[Stored data entries]
::::
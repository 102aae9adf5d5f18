//! Receipt tracking.
//!
//! Every control frame that asks for a receipt registers the action it will
//! confirm. When the server's `RECEIPT` arrives the action is resolved and
//! anyone waiting on that id is woken.

use std::collections::{BTreeMap, HashMap};
use std::fmt;
use tokio::sync::oneshot;

/// The action a pending receipt confirms.
#[derive(Debug, Clone, PartialEq, Eq)]
pub enum ReceiptAction {
    /// A subscription to the named channel.
    Joined(String),
    /// An unsubscription from the named channel.
    Exited(String),
    /// The end of the session.
    Logout,
}

impl fmt::Display for ReceiptAction {
    fn fmt(&self, f: &mut fmt::Formatter<'_>) -> fmt::Result {
        match self {
            ReceiptAction::Joined(channel) => write!(f, "Joined channel {channel}"),
            ReceiptAction::Exited(channel) => write!(f, "Exited channel {channel}"),
            ReceiptAction::Logout => f.write_str("Logged out"),
        }
    }
}

/// Outstanding receipts of a session.
#[derive(Debug, Default)]
pub struct ReceiptTracker {
    next_id: u64,
    pending: BTreeMap<u64, ReceiptAction>,
    waiters: HashMap<u64, oneshot::Sender<ReceiptAction>>,
}

impl ReceiptTracker {
    /// Creates an empty tracker.
    pub fn new() -> Self {
        Self::default()
    }

    /// Allocates a receipt id for `action`.
    pub fn expect(&mut self, action: ReceiptAction) -> u64 {
        let id = self.next_id;
        self.next_id += 1;
        self.pending.insert(id, action);
        id
    }

    /// Returns a receiver completed when `id` resolves.
    ///
    /// The receiver errors out if the tracker is cleared first, or
    /// immediately if `id` is not pending.
    pub fn watch(&mut self, id: u64) -> oneshot::Receiver<ReceiptAction> {
        let (tx, rx) = oneshot::channel();
        if self.pending.contains_key(&id) {
            self.waiters.insert(id, tx);
        }
        rx
    }

    /// Resolves a receipt, returning its action if it was pending.
    pub fn resolve(&mut self, id: u64) -> Option<ReceiptAction> {
        let action = self.pending.remove(&id)?;
        if let Some(waiter) = self.waiters.remove(&id) {
            // The waiter may have timed out already.
            let _ = waiter.send(action.clone());
        }
        Some(action)
    }

    /// Returns true if some outstanding receipt confirms `action`.
    pub fn awaits(&self, action: &ReceiptAction) -> bool {
        self.pending.values().any(|pending| pending == action)
    }

    /// Number of outstanding receipts.
    pub fn len(&self) -> usize {
        self.pending.len()
    }

    /// Returns true if nothing is outstanding.
    pub fn is_empty(&self) -> bool {
        self.pending.is_empty()
    }

    /// Forgets every pending receipt and drops all waiters.
    pub fn clear(&mut self) {
        self.pending.clear();
        self.waiters.clear();
        self.next_id = 0;
    }
}

#[cfg(test)]
mod tests {
    use super::*;

    #[test]
    fn expect_and_resolve() {
        let mut receipts = ReceiptTracker::new();
        let join = receipts.expect(ReceiptAction::Joined("Germany_Japan".into()));
        let exit = receipts.expect(ReceiptAction::Exited("Germany_Japan".into()));

        assert_eq!((join, exit), (0, 1));
        assert_eq!(receipts.len(), 2);

        let action = receipts.resolve(join).unwrap();
        assert_eq!(action.to_string(), "Joined channel Germany_Japan");
        assert_eq!(receipts.len(), 1);
    }

    #[test]
    fn unknown_receipt_is_ignored() {
        let mut receipts = ReceiptTracker::new();
        let id = receipts.expect(ReceiptAction::Logout);

        assert!(receipts.awaits(&ReceiptAction::Logout));
        assert!(receipts.resolve(99).is_none());
        assert!(receipts.resolve(id).is_some());
        assert!(receipts.resolve(id).is_none());
    }

    #[test]
    fn watcher_is_woken() {
        let mut receipts = ReceiptTracker::new();
        let id = receipts.expect(ReceiptAction::Logout);
        let mut rx = receipts.watch(id);

        assert!(rx.try_recv().is_err());
        receipts.resolve(id);
        assert_eq!(rx.try_recv().unwrap(), ReceiptAction::Logout);
    }

    #[test]
    fn clear_drops_waiters() {
        let mut receipts = ReceiptTracker::new();
        let id = receipts.expect(ReceiptAction::Logout);
        let mut rx = receipts.watch(id);

        receipts.clear();
        assert!(matches!(
            rx.try_recv(),
            Err(oneshot::error::TryRecvError::Closed)
        ));
        assert!(receipts.is_empty());
    }

    #[test]
    fn watching_unknown_id_closes_immediately() {
        let mut receipts = ReceiptTracker::new();
        let mut rx = receipts.watch(7);
        assert!(matches!(
            rx.try_recv(),
            Err(oneshot::error::TryRecvError::Closed)
        ));
    }

    #[test]
    fn action_labels() {
        assert_eq!(
            ReceiptAction::Exited("Spain_Germany".into()).to_string(),
            "Exited channel Spain_Germany"
        );
        assert_eq!(ReceiptAction::Logout.to_string(), "Logged out");
    }
}
//! Matchfeed CLI
//!
//! Interactive client for the matchfeed messaging service.
//!
//! # Commands
//!
//! Read one per line from standard input (or `--input`):
//!
//! - `login <host:port> <user> <pass>` - Connect and authenticate
//! - `join <game>` - Subscribe to a game channel
//! - `exit [<game>]` - Leave a game, or log out when no game is given
//! - `report <file>` - Publish the events of a JSON event file
//! - `summary <game> <user> <file>` - Write a reporter's game summary
//! - `logout` - Close the session

use clap::Parser;
use matchfeed_client::{Client, ClientConfig, DEFAULT_HOST_HEADER};
use std::path::PathBuf;
use std::time::Duration;
use tokio::io::{AsyncBufRead, BufReader};
use tracing_subscriber::EnvFilter;

/// Matchfeed interactive client.
#[derive(Parser)]
#[command(name = "matchfeed")]
#[command(author, version, about, long_about = None)]
struct Cli {
    /// Enable verbose logging
    #[arg(short, long)]
    verbose: bool,

    /// Seconds to wait for the logout receipt
    #[arg(long, default_value = "5")]
    receipt_timeout: u64,

    /// Virtual host sent in CONNECT frames
    #[arg(long, default_value = DEFAULT_HOST_HEADER)]
    host_header: String,

    /// Read commands from this file instead of standard input
    #[arg(short, long)]
    input: Option<PathBuf>,
}

#[tokio::main]
async fn main() -> Result<(), Box<dyn std::error::Error>> {
    let cli = Cli::parse();

    // Logs go to stderr; stdout carries session notices
    let filter = if cli.verbose {
        EnvFilter::new("debug")
    } else {
        EnvFilter::new("info")
    };
    tracing_subscriber::fmt()
        .with_env_filter(filter)
        .with_writer(std::io::stderr)
        .init();

    let config = ClientConfig::new()
        .with_receipt_timeout(Duration::from_secs(cli.receipt_timeout))
        .with_host_header(cli.host_header);

    let (mut client, mut notices) = Client::new(config);
    let printer = tokio::spawn(async move {
        while let Some(notice) = notices.recv().await {
            println!("{notice}");
        }
    });

    let input: Box<dyn AsyncBufRead + Unpin> = match &cli.input {
        Some(path) => Box::new(BufReader::new(tokio::fs::File::open(path).await?)),
        None => Box::new(BufReader::new(tokio::io::stdin())),
    };
    client.run(input).await?;

    drop(client);
    printer.await?;
    Ok(())
}
//! Game event records and their wire body.

use crate::error::{ProtocolError, ProtocolResult};
use std::collections::BTreeMap;

/// Ordered `key -> value` updates attached to an event.
pub type UpdateMap = BTreeMap<String, String>;

/// Owner assigned to events whose reporter is not known.
pub const UNKNOWN_OWNER: &str = "unknown";

const GENERAL_SECTION: &str = "general game updates:";
const TEAM_A_SECTION: &str = "team a updates:";
const TEAM_B_SECTION: &str = "team b updates:";

/// A single timestamped report about a game.
///
/// Events travel as the body of `SEND` and `MESSAGE` frames, see
/// [`GameEvent::to_body`] for the layout.
#[derive(Debug, Clone, PartialEq, Eq, Default)]
pub struct GameEvent {
    /// Event name ("kickoff", "goal!!!!", ...).
    pub name: String,
    /// Game clock in seconds.
    pub time: i64,
    /// Free-form description.
    pub description: String,
    /// Updates about the game as a whole.
    pub general_updates: UpdateMap,
    /// Updates about the first team.
    pub team_a_updates: UpdateMap,
    /// Updates about the second team.
    pub team_b_updates: UpdateMap,
    /// Name of the first team.
    pub team_a: String,
    /// Name of the second team.
    pub team_b: String,
    /// User that reported the event.
    pub owner: String,
}

#[derive(Clone, Copy, PartialEq, Eq)]
enum Section {
    General,
    TeamA,
    TeamB,
}

impl GameEvent {
    /// Creates an event with no updates, teams or owner.
    pub fn new(name: impl Into<String>, time: i64) -> Self {
        Self {
            name: name.into(),
            time,
            ..Self::default()
        }
    }

    /// Sets the team names.
    pub fn with_teams(mut self, team_a: impl Into<String>, team_b: impl Into<String>) -> Self {
        self.team_a = team_a.into();
        self.team_b = team_b.into();
        self
    }

    /// Sets the description.
    pub fn with_description(mut self, description: impl Into<String>) -> Self {
        self.description = description.into();
        self
    }

    /// Sets the owner.
    pub fn with_owner(mut self, owner: impl Into<String>) -> Self {
        self.owner = owner.into();
        self
    }

    /// Adds a general update.
    pub fn with_general_update(mut self, key: impl Into<String>, value: impl Into<String>) -> Self {
        self.general_updates.insert(key.into(), value.into());
        self
    }

    /// Adds a first-team update.
    pub fn with_team_a_update(mut self, key: impl Into<String>, value: impl Into<String>) -> Self {
        self.team_a_updates.insert(key.into(), value.into());
        self
    }

    /// Adds a second-team update.
    pub fn with_team_b_update(mut self, key: impl Into<String>, value: impl Into<String>) -> Self {
        self.team_b_updates.insert(key.into(), value.into());
        self
    }

    /// Returns the owner, or [`UNKNOWN_OWNER`] when none was recorded.
    pub fn owner(&self) -> &str {
        if self.owner.is_empty() {
            UNKNOWN_OWNER
        } else {
            &self.owner
        }
    }

    /// Total number of update entries across the three categories.
    pub fn update_count(&self) -> usize {
        self.general_updates.len() + self.team_a_updates.len() + self.team_b_updates.len()
    }

    /// Encodes the event as a frame body reported by `user`.
    pub fn to_body(&self, user: &str) -> String {
        let mut body = String::new();
        body.push_str(&format!("user:{user}\n"));
        body.push_str(&format!("team a:{}\n", self.team_a));
        body.push_str(&format!("team b:{}\n", self.team_b));
        body.push_str(&format!("event name:{}\n", self.name));
        body.push_str(&format!("time:{}\n", self.time));

        for (label, updates) in [
            (GENERAL_SECTION, &self.general_updates),
            (TEAM_A_SECTION, &self.team_a_updates),
            (TEAM_B_SECTION, &self.team_b_updates),
        ] {
            body.push_str(label);
            body.push('\n');
            for (key, value) in updates {
                body.push_str(&format!("    {key}:{value}\n"));
            }
        }

        body.push_str("description:\n");
        body.push_str(&self.description);
        body.push('\n');
        body
    }

    /// Decodes an event from a frame body.
    ///
    /// Unknown lines are ignored. Section entries are the indented lines
    /// following a section label; `description:` takes every remaining line.
    pub fn from_body(body: &str) -> ProtocolResult<Self> {
        let mut event = GameEvent::default();
        let mut name = None;
        let mut time = None;
        let mut section = None;
        let mut lines = body.lines();

        while let Some(line) = lines.next() {
            let trimmed = line.trim();
            if trimmed.is_empty() {
                continue;
            }

            match trimmed {
                GENERAL_SECTION => {
                    section = Some(Section::General);
                    continue;
                }
                TEAM_A_SECTION => {
                    section = Some(Section::TeamA);
                    continue;
                }
                TEAM_B_SECTION => {
                    section = Some(Section::TeamB);
                    continue;
                }
                _ => {}
            }

            if let Some(current) = section {
                if line.starts_with(char::is_whitespace) {
                    if let Some((key, value)) = trimmed.split_once(':') {
                        let updates = match current {
                            Section::General => &mut event.general_updates,
                            Section::TeamA => &mut event.team_a_updates,
                            Section::TeamB => &mut event.team_b_updates,
                        };
                        updates.insert(key.trim().to_string(), value.trim().to_string());
                    }
                    continue;
                }
                section = None;
            }

            let Some((key, value)) = trimmed.split_once(':') else {
                continue;
            };
            let value = value.trim();

            match key.trim() {
                "user" => event.owner = value.to_string(),
                "team a" => event.team_a = value.to_string(),
                "team b" => event.team_b = value.to_string(),
                "event name" => name = Some(value.to_string()),
                "time" => time = Some(value.to_string()),
                "description" => {
                    let mut parts: Vec<&str> = Vec::new();
                    if !value.is_empty() {
                        parts.push(value);
                    }
                    parts.extend(lines.by_ref());
                    event.description = parts.join("\n").trim_end().to_string();
                    break;
                }
                _ => {}
            }
        }

        event.name = name
            .filter(|n| !n.is_empty())
            .ok_or(ProtocolError::MissingField("event name"))?;
        let time = time.ok_or(ProtocolError::MissingField("time"))?;
        event.time = time.parse().map_err(|_| ProtocolError::InvalidField {
            field: "time",
            value: time.clone(),
        })?;
        if event.owner.is_empty() {
            event.owner = UNKNOWN_OWNER.to_string();
        }

        Ok(event)
    }
}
::::
Directions »
Check each line of the data for "derive". Copy the lines where it turns up.

Solved problem »
#[derive(Debug, Clone, PartialEq, Eq)]
#[derive(Debug, Default)]
#[derive(Parser)]
#[derive(Debug, Clone, PartialEq, Eq, Default)]
#[derive(Clone, Copy, PartialEq, Eq)]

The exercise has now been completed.